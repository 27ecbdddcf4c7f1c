//! Intraday series for charting: the first 24 hours of samples split into
//! index-aligned temperature, humidity, wind and hour-label arrays.

use chrono::{Local, TimeZone};
use serde::Serialize;

use crate::types::{Metric, Sample};
use crate::units::{convert_wind, Units};

/// Samples kept for the chart (8 x 3h = 24h)
pub const HOURLY_WINDOW: usize = 8;

/// Parallel series for the chart. All four sequences always have the same length.
#[derive(Debug, Clone, PartialEq, Default, Serialize)]
pub struct HourlySeries {
    temps: Vec<f64>,
    humidities: Vec<f64>,
    winds: Vec<f64>,
    hour_labels: Vec<String>,
}

impl HourlySeries {
    fn with_capacity(capacity: usize) -> Self {
        Self {
            temps: Vec::with_capacity(capacity),
            humidities: Vec::with_capacity(capacity),
            winds: Vec::with_capacity(capacity),
            hour_labels: Vec::with_capacity(capacity),
        }
    }

    fn push(&mut self, temp: f64, humidity: f64, wind: f64, label: String) {
        self.temps.push(temp);
        self.humidities.push(humidity);
        self.winds.push(wind);
        self.hour_labels.push(label);
    }

    pub fn len(&self) -> usize {
        self.hour_labels.len()
    }

    pub fn is_empty(&self) -> bool {
        self.hour_labels.is_empty()
    }

    pub fn temps(&self) -> &[f64] {
        &self.temps
    }

    pub fn humidities(&self) -> &[f64] {
        &self.humidities
    }

    pub fn winds(&self) -> &[f64] {
        &self.winds
    }

    pub fn hour_labels(&self) -> &[String] {
        &self.hour_labels
    }

    /// Values for `metric` together with the shared hour labels.
    pub fn select(&self, metric: Metric) -> (&[f64], &[String]) {
        let values = match metric {
            Metric::Temperature => &self.temps,
            Metric::Humidity => &self.humidities,
            Metric::Wind => &self.winds,
        };
        (values, &self.hour_labels)
    }

    /// Like [`HourlySeries::select`], resolving the metric by name.
    /// Names other than temperature/humidity/wind get the wind series.
    pub fn select_by_name(&self, name: &str) -> (&[f64], &[String]) {
        self.select(Metric::from_name(name))
    }
}

/// Build the chart series from the first [`HOURLY_WINDOW`] samples, labelled in local time.
pub fn build_hourly(samples: &[Sample], units: Units) -> HourlySeries {
    build_hourly_in(samples, units, &Local)
}

/// Same as [`build_hourly`] with an explicit time zone for the hour labels.
pub fn build_hourly_in<Tz: TimeZone>(samples: &[Sample], units: Units, tz: &Tz) -> HourlySeries {
    let window = &samples[..samples.len().min(HOURLY_WINDOW)];
    let mut series = HourlySeries::with_capacity(window.len());

    for sample in window {
        series.push(
            sample.temperature,
            f64::from(sample.humidity),
            convert_wind(sample.wind_speed, units),
            format!("{}:00", sample.local_hour(tz)),
        );
    }

    series
}
use anyhow::Result;
use std::path::Path;
use std::sync::Arc;

use crate::config::{Config, ValidationResult};

/// Application state: the validated configuration and what validation reported about it
pub struct App {
    config: Arc<Config>,
    validation: ValidationResult,
}

impl App {
    /// Load and validate the configuration at `config_path`, or the default location
    pub fn new(config_path: Option<&Path>) -> Result<Self> {
        let (config, validation) = Config::load_validated(config_path)?;
        Ok(Self::with_config(config, validation))
    }

    pub fn with_config(config: Config, validation: ValidationResult) -> Self {
        tracing::info!(
            "Application configured from {} ({} warnings)",
            config.config_dir.display(),
            validation.warnings.len()
        );

        Self {
            config: Arc::new(config),
            validation,
        }
    }

    pub fn config(&self) -> &Config {
        &self.config
    }

    /// Shared handle for services that outlive a borrow of the app
    pub fn shared_config(&self) -> Arc<Config> {
        Arc::clone(&self.config)
    }

    pub fn validation(&self) -> &ValidationResult {
        &self.validation
    }
}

▶ BRIEF:
When the string "crate" occurs in a line of the material, that line belongs in the answer.

▶ COMPLETED TASK:
use crate::types::{Metric, Sample};
use crate::units::{convert_wind, Units};
use crate::config::{Config, ValidationResult};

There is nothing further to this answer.